Tali vicende ci riportano a un altro tema legato agli ospedali storici: il loro rapporto con il contesto. Comunemente, siamo soliti attribuire all’ospedale significanti legati alla mera attività che si svolge all’interno, ancorché rilevante. All’ospedale sono legati infiniti momenti dell’esistenza: nascite, malattie, morti, lavoro, legami, aspirazioni e molto altro. Non sempre si analizza il rapporto che l’edificio ospedale ha con “l’intorno”, incontestabilmente significativo. Per portare un esempio a noi noto, il Forlanini collega due ambiti importantissimi per il quadrante Ovest di Roma: i quartieri Monteverde e Portuense. Tenerlo chiuso, significa aver azzerato tutta la vitalità del circondario, il commercio e la socialità, trascurandone la manutenzione ordinaria. Il monumentale complesso, con il suo meraviglioso parco oggi offre di sé una immagine che rimanda agli anni Cinquanta, con la possente muraglia che ne attestava l’isolamento, causato dallo stigma legato al “mal sottile”.
Poi il cambiamento, con la Riforma sanitaria che vide il Forlanini assorbito dal vicino San Camillo in un’unica direzione. Due esempi significativi di architettura ospedaliera del Novecento a Roma: il Forlanini quale primo modello di monoblocco, a confronto con il San Camillo a padiglioni, destinato di lì a poco al superamento. Anche il San Giacomo, nell’antico edificio che nel XVI secolo divenne Arcispedale per volontà del cardinale Antonio Salviati, era un presidio importante per il centro storico di Roma. Un affidabile punto di riferimento per residenti, commercianti, professionisti, turisti e perfino politici.

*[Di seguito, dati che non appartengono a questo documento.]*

//! Command line arguments.

use crate::mode::Mode;
use clap::{ArgAction, Parser, Subcommand};
use std::path::PathBuf;

#[derive(Parser, Debug)]
#[command(name = "ocr-web-client")]
#[command(about = "Submit images to an OCR web service and inspect the results")]
#[command(version)]
pub struct Args {
    /// Base URL of the processing service
    #[arg(long, env = "OCR_SERVER_URL", default_value = "http://127.0.0.1:5001", global = true)]
    pub server: String,

    /// Request timeout in seconds
    #[arg(long, env = "OCR_TIMEOUT_SECS", default_value = "120", global = true)]
    pub timeout_secs: u64,

    /// Log level (trace, debug, info, warn, error)
    #[arg(long, env = "RUST_LOG", default_value = "info", global = true)]
    pub log_level: String,

    #[command(subcommand)]
    pub command: Command,
}

#[derive(Subcommand, Debug)]
pub enum Command {
    /// Process an image and save the result
    Submit {
        /// Image to upload
        file: Option<PathBuf>,

        /// Processing mode (img_img or img_txt)
        #[arg(long, default_value = "img_img")]
        mode: Mode,

        /// Draw recognised text on a white page (img_img only)
        #[arg(long, default_value_t = true, action = ArgAction::Set)]
        white_background: bool,

        /// Directory the result is saved into
        #[arg(long, short, default_value = ".")]
        out: PathBuf,
    },

    /// Open an image in the viewer and replay a JSON array of input events,
    /// printing one transform snapshot per event
    Replay {
        /// Image to show in the viewer
        image: PathBuf,

        /// JSON event script
        script: PathBuf,

        /// Untransformed left edge of the image in the viewport
        #[arg(long, default_value = "0")]
        origin_x: f64,

        /// Untransformed top edge of the image in the viewport
        #[arg(long, default_value = "0")]
        origin_y: f64,
    },
}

Per difendere il San Giacomo, fin dalle prime minacce di chiusura, il compianto presidente di Italia Nostra Roma Carlo Ripa di Meana non si risparmiò.
Della sua battaglia e di quella per il Forlanini - ereditate dalla rimpianta vicepresidente della sezione romana di Italia Nostra Mirella Belvisi - dobbiamo far tesoro e imporre all’opinione pubblica il tema degli ospedali storici quale istanza di assoluto interesse, con tutte le implicazioni che ciò comporta.